## What you are asked to do
The entries below are to be returned exactly. Include all of them.

## Records provided

***

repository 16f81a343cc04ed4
pub mod config;
pub mod error;
pub mod telemetry;
pub mod workflows;
use std::sync::Arc;

use serde::{Deserialize, Serialize};

use super::domain::combine_text;
use super::rules::{any_match, standard_rules, AlertSeverity, CompiledRules};

/// Risk score ceiling; severities add up to it and are clamped there.
pub const MAX_RISK_SCORE: u32 = 100;

/// Alerts raised for one ad plus the weighted risk they add up to.
#[derive(Debug, Clone, PartialEq, Eq, Serialize, Deserialize)]
pub struct ComplianceAssessment {
    pub alerts: Vec<String>,
    pub risk_score: u8,
}

impl ComplianceAssessment {
    pub fn is_clear(&self) -> bool {
        self.alerts.is_empty()
    }
}

/// Flags copy patterns that ad platforms and consumer-protection rules restrict.
#[derive(Debug, Clone)]
pub struct ComplianceChecker {
    rules: Arc<CompiledRules>,
}

impl ComplianceChecker {
    pub fn new(rules: Arc<CompiledRules>) -> Self {
        Self { rules }
    }

    /// Labels whose triggers match `text`, in rule-table order without duplicates.
    pub fn detect_compliance_alerts(&self, text: &str) -> Vec<String> {
        self.matching(text)
            .into_iter()
            .map(|(label, _)| label.to_string())
            .collect()
    }

    /// Check headline and body together and weigh the result.
    pub fn assess(&self, main_text: &str, headline: &str) -> ComplianceAssessment {
        let text = combine_text(headline, main_text);
        let matched = self.matching(&text);

        let total: u32 = matched.iter().map(|(_, severity)| severity.weight()).sum();
        let risk_score = total.min(MAX_RISK_SCORE) as u8;

        ComplianceAssessment {
            alerts: matched
                .into_iter()
                .map(|(label, _)| label.to_string())
                .collect(),
            risk_score,
        }
    }

    fn matching<'a>(&'a self, text: &str) -> Vec<(&'a str, AlertSeverity)> {
        let mut matched: Vec<(&str, AlertSeverity)> = Vec::new();
        if text.trim().is_empty() {
            return matched;
        }

        for alert in &self.rules.alerts {
            if matched.iter().any(|(label, _)| *label == alert.label) {
                continue;
            }
            if any_match(&alert.matchers, text) {
                matched.push((alert.label.as_str(), alert.severity));
            }
        }

        matched
    }
}

/// Compliance alerts with the built-in rule book.
pub fn detect_compliance_alerts(text: &str) -> Vec<String> {
    match standard_rules() {
        Some(rules) => ComplianceChecker::new(rules).detect_compliance_alerts(text),
        None => Vec::new(),
    }
}
use std::sync::Arc;

use axum::http::StatusCode;
use axum::response::Response;
use chrono::{DateTime, Duration, NaiveDate, TimeZone, Utc};
use serde_json::Value;

use crate::workflows::offers::domain::{AdDraft, AdId, AdStatus, ImportedAd};
use crate::workflows::offers::repository::{AdRepository, InMemoryAdRepository, RepositoryError};
use crate::workflows::offers::scoring::ScoringEngine;
use crate::workflows::offers::{offer_router, OfferResearchService};

/// Copy hitting every field role, a price, a guarantee and numbers: intrinsic score 100.
pub(super) const VALIDATED_COPY: &str = "Perca 10kg em 21 dias com o Método Seca Turbo. \
Mais de 5 mil alunas comprovado. Garantia de 30 dias ou dinheiro de volta. \
Por apenas R$ 97. Compre agora.";

/// Promise plus mechanism only; shares most of its vocabulary with [`VALIDATED_COPY`].
pub(super) const WEAK_COPY: &str = "Perca 10kg em 21 dias com o Método Seca Turbo";

pub(super) const WORKED_EXAMPLE: &str =
    "Perca 10kg em 21 dias! Garantido ou seu dinheiro de volta. Compre agora.";

pub(super) const UNRELATED_COPY: &str =
    "Curso de violão para iniciantes. Aprenda acordes básicos no seu ritmo. Saiba mais.";

pub(super) fn imported_at() -> DateTime<Utc> {
    Utc.with_ymd_and_hms(2025, 9, 1, 12, 0, 0)
        .single()
        .expect("valid timestamp")
}

pub(super) fn engine() -> ScoringEngine {
    ScoringEngine::standard().expect("standard engine builds")
}

pub(super) fn draft(page: &str, text: &str) -> AdDraft {
    AdDraft {
        page_or_advertiser: Some(page.to_string()),
        main_text: Some(text.to_string()),
        ..AdDraft::default()
    }
}

/// Stored ad with no analysis yet.
pub(super) fn ad(id: &str, text: &str) -> ImportedAd {
    let mut draft = draft("Nutri Max", text);
    draft.platform = Some("facebook".to_string());
    ImportedAd::from_draft(AdId::from(id), draft, imported_at())
}

pub(super) fn inactive_ad(id: &str, text: &str) -> ImportedAd {
    let mut ad = ad(id, text);
    ad.status = AdStatus::Inactive;
    ad
}

pub(super) fn long_running_ad(id: &str, text: &str, days: i64) -> ImportedAd {
    let mut ad = ad(id, text);
    let start: NaiveDate = (imported_at() - Duration::days(days)).date_naive();
    ad.start_date = Some(start);
    ad
}

pub(super) fn memory_service(ads: Vec<ImportedAd>) -> OfferResearchService<InMemoryAdRepository> {
    let repository = InMemoryAdRepository::with_ads(ads).expect("unique ids");
    OfferResearchService::new(Arc::new(repository), engine())
}

pub(super) fn router_with(ads: Vec<ImportedAd>) -> axum::Router {
    offer_router(Arc::new(memory_service(ads)))
}

/// Repository whose backend is down.
pub(super) struct UnavailableRepository;

impl AdRepository for UnavailableRepository {
    fn get_ads(&self) -> Result<Vec<ImportedAd>, RepositoryError> {
        Err(RepositoryError::Unavailable("disk offline".to_string()))
    }

    fn add_ad(&self, _ad: ImportedAd) -> Result<(), RepositoryError> {
        Err(RepositoryError::Unavailable("disk offline".to_string()))
    }

    fn update_ad(&self, _ad: ImportedAd) -> Result<(), RepositoryError> {
        Err(RepositoryError::Unavailable("disk offline".to_string()))
    }

    fn delete_ad(&self, _id: &AdId) -> Result<(), RepositoryError> {
        Err(RepositoryError::Unavailable("disk offline".to_string()))
    }

    fn save_ads(&self, _ads: Vec<ImportedAd>) -> Result<(), RepositoryError> {
        Err(RepositoryError::Unavailable("disk offline".to_string()))
    }
}

pub(super) async fn read_json_body(response: Response) -> Value {
    let body = axum::body::to_bytes(response.into_body(), 64 * 1024)
        .await
        .expect("read body");
    serde_json::from_slice(&body).expect("json payload")
}

pub(super) fn assert_status(response: &Response, expected: StatusCode) {
    assert_eq!(response.status(), expected);
}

***

## Answer area
repository 16f81a343cc04ed4
pub mod config;
pub mod error;
pub mod telemetry;
pub mod workflows;
use std::sync::Arc;

use serde::{Deserialize, Serialize};

use super::domain::combine_text;
use super::rules::{any_match, standard_rules, AlertSeverity, CompiledRules};

/// Risk score ceiling; severities add up to it and are clamped there.
pub const MAX_RISK_SCORE: u32 = 100;

/// Alerts raised for one ad plus the weighted risk they add up to.
#[derive(Debug, Clone, PartialEq, Eq, Serialize, Deserialize)]
pub struct ComplianceAssessment {
    pub alerts: Vec<String>,
    pub risk_score: u8,
}

impl ComplianceAssessment {
    pub fn is_clear(&self) -> bool {
        self.alerts.is_empty()
    }
}

/// Flags copy patterns that ad platforms and consumer-protection rules restrict.
#[derive(Debug, Clone)]
pub struct ComplianceChecker {
    rules: Arc<CompiledRules>,
}

impl ComplianceChecker {
    pub fn new(rules: Arc<CompiledRules>) -> Self {
        Self { rules }
    }

    /// Labels whose triggers match `text`, in rule-table order without duplicates.
    pub fn detect_compliance_alerts(&self, text: &str) -> Vec<String> {
        self.matching(text)
            .into_iter()
            .map(|(label, _)| label.to_string())
            .collect()
    }

    /// Check headline and body together and weigh the result.
    pub fn assess(&self, main_text: &str, headline: &str) -> ComplianceAssessment {
        let text = combine_text(headline, main_text);
        let matched = self.matching(&text);

        let total: u32 = matched.iter().map(|(_, severity)| severity.weight()).sum();
        let risk_score = total.min(MAX_RISK_SCORE) as u8;

        ComplianceAssessment {
            alerts: matched
                .into_iter()
                .map(|(label, _)| label.to_string())
                .collect(),
            risk_score,
        }
    }

    fn matching<'a>(&'a self, text: &str) -> Vec<(&'a str, AlertSeverity)> {
        let mut matched: Vec<(&str, AlertSeverity)> = Vec::new();
        if text.trim().is_empty() {
            return matched;
        }

        for alert in &self.rules.alerts {
            if matched.iter().any(|(label, _)| *label == alert.label) {
                continue;
            }
            if any_match(&alert.matchers, text) {
                matched.push((alert.label.as_str(), alert.severity));
            }
        }

        matched
    }
}

/// Compliance alerts with the built-in rule book.
pub fn detect_compliance_alerts(text: &str) -> Vec<String> {
    match standard_rules() {
        Some(rules) => ComplianceChecker::new(rules).detect_compliance_alerts(text),
        None => Vec::new(),
    }
}
use std::sync::Arc;

use axum::http::StatusCode;
use axum::response::Response;
use chrono::{DateTime, Duration, NaiveDate, TimeZone, Utc};
use serde_json::Value;

use crate::workflows::offers::domain::{AdDraft, AdId, AdStatus, ImportedAd};
use crate::workflows::offers::repository::{AdRepository, InMemoryAdRepository, RepositoryError};
use crate::workflows::offers::scoring::ScoringEngine;
use crate::workflows::offers::{offer_router, OfferResearchService};

/// Copy hitting every field role, a price, a guarantee and numbers: intrinsic score 100.
pub(super) const VALIDATED_COPY: &str = "Perca 10kg em 21 dias com o Método Seca Turbo. \
Mais de 5 mil alunas comprovado. Garantia de 30 dias ou dinheiro de volta. \
Por apenas R$ 97. Compre agora.";

/// Promise plus mechanism only; shares most of its vocabulary with [`VALIDATED_COPY`].
pub(super) const WEAK_COPY: &str = "Perca 10kg em 21 dias com o Método Seca Turbo";

pub(super) const WORKED_EXAMPLE: &str =
    "Perca 10kg em 21 dias! Garantido ou seu dinheiro de volta. Compre agora.";

pub(super) const UNRELATED_COPY: &str =
    "Curso de violão para iniciantes. Aprenda acordes básicos no seu ritmo. Saiba mais.";

pub(super) fn imported_at() -> DateTime<Utc> {
    Utc.with_ymd_and_hms(2025, 9, 1, 12, 0, 0)
        .single()
        .expect("valid timestamp")
}

pub(super) fn engine() -> ScoringEngine {
    ScoringEngine::standard().expect("standard engine builds")
}

pub(super) fn draft(page: &str, text: &str) -> AdDraft {
    AdDraft {
        page_or_advertiser: Some(page.to_string()),
        main_text: Some(text.to_string()),
        ..AdDraft::default()
    }
}

/// Stored ad with no analysis yet.
pub(super) fn ad(id: &str, text: &str) -> ImportedAd {
    let mut draft = draft("Nutri Max", text);
    draft.platform = Some("facebook".to_string());
    ImportedAd::from_draft(AdId::from(id), draft, imported_at())
}

pub(super) fn inactive_ad(id: &str, text: &str) -> ImportedAd {
    let mut ad = ad(id, text);
    ad.status = AdStatus::Inactive;
    ad
}

pub(super) fn long_running_ad(id: &str, text: &str, days: i64) -> ImportedAd {
    let mut ad = ad(id, text);
    let start: NaiveDate = (imported_at() - Duration::days(days)).date_naive();
    ad.start_date = Some(start);
    ad
}

pub(super) fn memory_service(ads: Vec<ImportedAd>) -> OfferResearchService<InMemoryAdRepository> {
    let repository = InMemoryAdRepository::with_ads(ads).expect("unique ids");
    OfferResearchService::new(Arc::new(repository), engine())
}

pub(super) fn router_with(ads: Vec<ImportedAd>) -> axum::Router {
    offer_router(Arc::new(memory_service(ads)))
}

/// Repository whose backend is down.
pub(super) struct UnavailableRepository;

impl AdRepository for UnavailableRepository {
    fn get_ads(&self) -> Result<Vec<ImportedAd>, RepositoryError> {
        Err(RepositoryError::Unavailable("disk offline".to_string()))
    }

    fn add_ad(&self, _ad: ImportedAd) -> Result<(), RepositoryError> {
        Err(RepositoryError::Unavailable("disk offline".to_string()))
    }

    fn update_ad(&self, _ad: ImportedAd) -> Result<(), RepositoryError> {
        Err(RepositoryError::Unavailable("disk offline".to_string()))
    }

    fn delete_ad(&self, _id: &AdId) -> Result<(), RepositoryError> {
        Err(RepositoryError::Unavailable("disk offline".to_string()))
    }

    fn save_ads(&self, _ads: Vec<ImportedAd>) -> Result<(), RepositoryError> {
        Err(RepositoryError::Unavailable("disk offline".to_string()))
    }
}

pub(super) async fn read_json_body(response: Response) -> Value {
    let body = axum::body::to_bytes(response.into_body(), 64 * 1024)
        .await
        .expect("read body");
    serde_json::from_slice(&body).expect("json payload")
}

pub(super) fn assert_status(response: &Response, expected: StatusCode) {
    assert_eq!(response.status(), expected);
}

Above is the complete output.